Task objective.
Each line of the records that holds "Result" should be shown in full.

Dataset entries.
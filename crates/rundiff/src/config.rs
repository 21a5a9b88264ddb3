//! Configuration loading

use anyhow::{Context, Result};
use ratatui::style::Color;
use rundiff_core::ViewMode;
use serde::Deserialize;
use std::fs;
use std::path::{Path, PathBuf};
use tracing::warn;

/// Main configuration structure.
#[derive(Debug, Clone, Deserialize)]
#[serde(default)]
pub struct Config {
    /// Enable debug logging to file
    pub debug: bool,
    /// Path to log directory
    pub log_path: PathBuf,
    /// Layout used when the viewer opens
    pub view_mode: ViewMode,
    /// Open with every file expanded
    pub expand_all: bool,
    pub theme: ThemeConfig,
}

impl Default for Config {
    fn default() -> Self {
        Self {
            debug: false,
            log_path: default_log_path(),
            view_mode: ViewMode::Unified,
            expand_all: false,
            theme: ThemeConfig::default(),
        }
    }
}

/// Colors as written in the config file: names (`"green"`) or `#rrggbb`
#[derive(Debug, Clone, Deserialize)]
#[serde(default)]
pub struct ThemeConfig {
    pub added: String,
    pub removed: String,
    pub context: String,
    pub line_number: String,
    pub accent: String,
}

impl Default for ThemeConfig {
    fn default() -> Self {
        Self {
            added: "green".into(),
            removed: "red".into(),
            context: "gray".into(),
            line_number: "darkgray".into(),
            accent: "cyan".into(),
        }
    }
}

/// Colors resolved for rendering
#[derive(Debug, Clone, Copy, PartialEq, Eq)]
pub struct Theme {
    pub added: Color,
    pub removed: Color,
    pub context: Color,
    pub line_number: Color,
    pub accent: Color,
}

impl Default for Theme {
    fn default() -> Self {
        ThemeConfig::default().resolve()
    }
}

impl ThemeConfig {
    /// Parse every color, keeping the built-in one for values that don't parse
    pub fn resolve(&self) -> Theme {
        Theme {
            added: parse_color("added", &self.added, Color::Green),
            removed: parse_color("removed", &self.removed, Color::Red),
            context: parse_color("context", &self.context, Color::Gray),
            line_number: parse_color("line_number", &self.line_number, Color::DarkGray),
            accent: parse_color("accent", &self.accent, Color::Cyan),
        }
    }
}

fn parse_color(key: &str, value: &str, fallback: Color) -> Color {
    value.parse().unwrap_or_else(|_| {
        warn!(key, value, "unknown theme color, using default");
        fallback
    })
}

/// Default log path: ~/.config/rundiff/logs
fn default_log_path() -> PathBuf {
    config_dir().join("logs")
}

fn config_dir() -> PathBuf {
    dirs::home_dir()
        .unwrap_or_else(|| PathBuf::from("."))
        .join(".config")
        .join("rundiff")
}

/// Get the default configuration file path.
pub fn default_path() -> PathBuf {
    config_dir().join("config.toml")
}

/// Load configuration from file.
///
/// If `path` is `None`, uses the default path. A missing file yields the
/// defaults, with logs placed next to where the file would be.
pub fn load(path: Option<&Path>) -> Result<Config> {
    let path = path.map(PathBuf::from).unwrap_or_else(default_path);
    let config_dir = path.parent();

    if !path.exists() {
        let mut config = Config::default();
        if let Some(dir) = config_dir {
            config.log_path = dir.join("logs");
        }
        return Ok(config);
    }

    let content = fs::read_to_string(&path)
        .with_context(|| format!("Failed to read config file: {}", path.display()))?;

    let mut config: Config = toml::from_str(&content)
        .with_context(|| format!("Failed to parse config file: {}", path.display()))?;

    if config.log_path == default_log_path() {
        if let Some(dir) = config_dir {
            config.log_path = dir.join("logs");
        }
    }

    Ok(config)
}

#[cfg(test)]
mod tests {
    use super::*;

    #[test]
    fn test_missing_file_gives_defaults() {
        let dir = tempfile::TempDir::new().unwrap();
        let path = dir.path().join("config.toml");

        let config = load(Some(&path)).unwrap();
        assert!(!config.debug);
        assert_eq!(config.view_mode, ViewMode::Unified);
        assert!(!config.expand_all);
        assert_eq!(config.log_path, dir.path().join("logs"));
    }

    #[test]
    fn test_load_values() {
        let dir = tempfile::TempDir::new().unwrap();
        let path = dir.path().join("config.toml");
        fs::write(
            &path,
            r##"
debug = true
view_mode = "split"
expand_all = true

[theme]
added = "#00ff00"
"##,
        )
        .unwrap();

        let config = load(Some(&path)).unwrap();
        assert!(config.debug);
        assert_eq!(config.view_mode, ViewMode::Split);
        assert!(config.expand_all);
        assert_eq!(config.theme.added, "#00ff00");
        assert_eq!(config.theme.removed, "red");

        let theme = config.theme.resolve();
        assert_eq!(theme.added, Color::Rgb(0, 255, 0));
        assert_eq!(theme.removed, Color::Red);
    }

    #[test]
    fn test_explicit_log_path_is_kept() {
        let dir = tempfile::TempDir::new().unwrap();
        let path = dir.path().join("config.toml");
        fs::write(&path, "log_path = \"/var/log/rundiff\"\n").unwrap();

        let config = load(Some(&path)).unwrap();
        assert_eq!(config.log_path, PathBuf::from("/var/log/rundiff"));
    }

    #[test]
    fn test_invalid_toml_is_an_error() {
        let dir = tempfile::TempDir::new().unwrap();
        let path = dir.path().join("config.toml");
        fs::write(&path, "view_mode = \"diagonal\"\n").unwrap();

        let err = load(Some(&path)).unwrap_err();
        assert!(err.to_string().contains("Failed to parse config file"));
    }

    #[test]
    fn test_bad_color_falls_back() {
        let theme = ThemeConfig {
            accent: "not-a-color".into(),
            ..ThemeConfig::default()
        };
        assert_eq!(theme.resolve().accent, Color::Cyan);
    }
}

Task answer.
use anyhow::{Context, Result};
pub fn load(path: Option<&Path>) -> Result<Config> {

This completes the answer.